§ What is required:
Take from the data every line in which the word "StrongVerbTable" is found.

(Records from a collection)
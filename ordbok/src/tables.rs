//! 手書きの補助テーブル
//!
//! サービス起動時に読み込む JSON テーブルです。いずれも読み取り専用です。
//!
//! | ファイル | 型 | 内容 |
//! |---|---|---|
//! | `strong_verbs.json` | [`StrongVerbTable`] | 表層形 → 完成済みのエントリ(最優先) |
//! | `ambiguous_words.json` | [`AmbiguousTable`] | 表層形 → 意味の候補列 |
//! | `ordinal_numbers.json` | [`OrdinalTable`] | 基数詞 → 序数詞 |
//!
//! ファイルが存在しない場合は警告を、解析に失敗した場合はエラーをログに残し、
//! どちらの場合も空のテーブルで続行します。

use std::fs::File;
use std::io::BufReader;
use std::path::Path;

use hashbrown::HashMap;
use serde::de::DeserializeOwned;

use crate::errors::Result;
use crate::lexicon::{Entry, Meaning};

/// 強変化動詞・助動詞の上書き表
pub type StrongVerbTable = HashMap<String, Entry>;

/// 曖昧語の表
pub type AmbiguousTable = HashMap<String, Vec<Meaning>>;

/// 序数詞の表
pub type OrdinalTable = HashMap<String, String>;

/// JSON から読み込めるテーブル
pub trait Table: DeserializeOwned + Default {
    fn len(&self) -> usize;

    fn is_empty(&self) -> bool {
        self.len() == 0
    }
}

impl<V: DeserializeOwned> Table for HashMap<String, V> {
    fn len(&self) -> usize {
        HashMap::len(self)
    }
}

/// JSON ファイルを読み込みます。
pub fn read_json<T, P>(path: P) -> Result<T>
where
    T: DeserializeOwned,
    P: AsRef<Path>,
{
    let rdr = BufReader::new(File::open(path)?);
    Ok(serde_json::from_reader(rdr)?)
}

/// テーブルを読み込みます。失敗した場合は空のテーブルを返します。
///
/// `what` はログに出すテーブルの名前です。
pub fn load_or_empty<T, P>(path: P, what: &str) -> T
where
    T: Table,
    P: AsRef<Path>,
{
    let path = path.as_ref();
    match read_json::<T, _>(path) {
        Ok(table) => {
            log::info!("Loaded {} {what}", table.len());
            table
        }
        Err(e) if e.is_not_found() => {
            log::warn!("{what} file not found: {}", path.display());
            T::default()
        }
        Err(e) => {
            log::error!("Error parsing {what} {}: {e}", path.display());
            T::default()
        }
    }
}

§ Exercise output:
//! | `strong_verbs.json` | [`StrongVerbTable`] | 表層形 → 完成済みのエントリ(最優先) |
pub type StrongVerbTable = HashMap<String, Entry>;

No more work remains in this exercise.